Betulkah Sitor dapat digolongkan seorang penganut eksistensialisme yang berarti? Apakah sajak
“Chathedral de Chartress” harus dibaca dalam konteks eksistensialisme Prancis? Ataukah ada
kemungkinan lain berdasarkan pengalaman insaniah manusia di negeri asing? Seorang Kristen kalau
tidak dapat berdoa dalam dan bersama umat, tidaklah berarti ia seorang eksistensialisme. Rasa
tertinggal atau terasing di tengah umat ini akan semakin besar apabila orang itu dilanda rasa rindu
pada orang yang dicintainya, entah itu kerabat, keluarga, atau negeri bersama adat istiadatnya.

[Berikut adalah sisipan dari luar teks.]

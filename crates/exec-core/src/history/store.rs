use std::fmt;
use std::sync::Arc;

use dashmap::DashMap;
use log::{debug, warn};

use super::AfterPreviousExecutionState;
use crate::constants::HISTORY_FORMAT_VERSION;
use crate::errors::HistoryError;

/// Almacenamiento clave-valor del último estado conocido por identidad.
///
/// Contrato:
/// - `load` devuelve `Ok(None)` si no hay registro.
/// - `store` reemplaza el registro completo de forma atómica: un `load`
///   concurrente ve el registro viejo o el nuevo, nunca uno a medias.
/// - Operaciones sobre identidades distintas son independientes. Nunca se
///   invoca concurrentemente para la misma identidad.
pub trait ExecutionHistoryStore: Send + Sync {
    fn load(&self, unique_id: &str) -> Result<Option<AfterPreviousExecutionState>, HistoryError>;
    fn store(&self, unique_id: &str, state: &AfterPreviousExecutionState) -> Result<(), HistoryError>;
    fn remove(&self, unique_id: &str) -> Result<(), HistoryError>;
}

/// Implementación en memoria. Cada identidad vive en su propio shard del
/// `DashMap`, así que escrituras de identidades distintas no se bloquean.
#[derive(Debug, Default)]
pub struct InMemoryHistoryStore {
    inner: DashMap<String, AfterPreviousExecutionState>,
}

impl InMemoryHistoryStore {
    pub fn new() -> Self {
        Self::default()
    }

    pub fn len(&self) -> usize {
        self.inner.len()
    }

    pub fn is_empty(&self) -> bool {
        self.inner.is_empty()
    }
}

impl ExecutionHistoryStore for InMemoryHistoryStore {
    fn load(&self, unique_id: &str) -> Result<Option<AfterPreviousExecutionState>, HistoryError> {
        Ok(self.inner.get(unique_id).map(|entry| entry.value().clone()))
    }

    fn store(&self, unique_id: &str, state: &AfterPreviousExecutionState) -> Result<(), HistoryError> {
        self.inner.insert(unique_id.to_string(), state.clone());
        Ok(())
    }

    fn remove(&self, unique_id: &str) -> Result<(), HistoryError> {
        self.inner.remove(unique_id);
        Ok(())
    }
}

/// Handle al historial que viaja dentro de `Identity`.
///
/// Es la única vía de acceso al store desde el pipeline. Clonarlo es barato
/// (comparte el mismo `Arc`).
#[derive(Clone)]
pub struct History {
    store: Arc<dyn ExecutionHistoryStore>,
}

impl History {
    pub fn new<S: ExecutionHistoryStore + 'static>(store: S) -> Self {
        Self { store: Arc::new(store) }
    }

    pub fn from_arc(store: Arc<dyn ExecutionHistoryStore>) -> Self {
        Self { store }
    }

    /// Carga el estado previo. Errores de lectura y versiones de formato
    /// incompatibles se degradan a `None`: fuerzan una ejecución completa pero
    /// nunca hacen fallar el pipeline.
    pub fn load(&self, unique_id: &str) -> Option<AfterPreviousExecutionState> {
        match self.store.load(unique_id) {
            Ok(Some(state)) if state.format_version == HISTORY_FORMAT_VERSION => Some(state),
            Ok(Some(state)) => {
                warn!("history for {unique_id} has format version {} (expected {}), ignoring it",
                      state.format_version,
                      HISTORY_FORMAT_VERSION);
                None
            }
            Ok(None) => {
                debug!("no history recorded for {unique_id}");
                None
            }
            Err(e) => {
                warn!("could not load history for {unique_id}: {e}");
                None
            }
        }
    }

    pub fn store(&self, unique_id: &str, state: &AfterPreviousExecutionState) -> Result<(), HistoryError> {
        self.store.store(unique_id, state)
    }

    pub fn remove(&self, unique_id: &str) -> Result<(), HistoryError> {
        self.store.remove(unique_id)
    }
}

impl fmt::Debug for History {
    fn fmt(&self, f: &mut fmt::Formatter<'_>) -> fmt::Result {
        f.debug_struct("History").finish_non_exhaustive()
    }
}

Apalagi kalau dalam rasa rindu tersebut orang merasa telah melakukan dosa yang tak dapat dikatakan
pada orang lain. Kalau mau diadukan pada Tuhan di tengah jemaat itu rasanya tidak mungkin, sebab
rasanya dengan upacara yang berlangsung dalam bahasa Inggris atau Perancis itu, Tuhan sedang sibuk
mendengarkan doa umat dan tidak sempat mendengar doanya yang dalam bahasa Batak, Jawa, atau
Indonesia.

Dengan mengajukan contoh-contoh di atas, penulis ingin menunjukkan bahwa mengerti,


menikmati, apalagi menilai sajak tidaklah mudah. Hal ini akan sangat berbeda apabila penyair
menghadirkan konteks di luar dunia kita sendiri. Kemungkinan hal ini disebabkan oleh kelemahan
daya imajinasi penikmat pribadi. Sebagaimana halnya penyair dapat menimba pengalaman poetiknya
dari pengalaman factual, maka pembaca pun dapat menimba pengalaman estetiknya dari pengalaman
factual. Pada dasarnya, pembaca sendirilah yang menentukan mampu tidaknya membaca dan
menikmati sebuah puisi. Untuk menjadi pembaca yang baik, orang bukannya harus menggulati buku
teori melainkan harus berani langsung menggulati dengan sepenuhnya daya, syukur kalau dapat
secara mesra, karya-karya sastra dengan menggunakan seluruh daya-daya insaniahnya. Pengalaman
kitalah yang akhirnya akan membina daya imajinasi yang sangat diperlukan untuk mengerti,
menikmati, menilai puisi. Maka justru pengalaman membaca puisi inilah yang harus dibentuk dan
dibina dalam pengajaran puisi, kalau para pelajar dan mahasiswa memang diharapakn dapat mengerti,
menikmati, dan menilai puisi secara bertanggung jawab.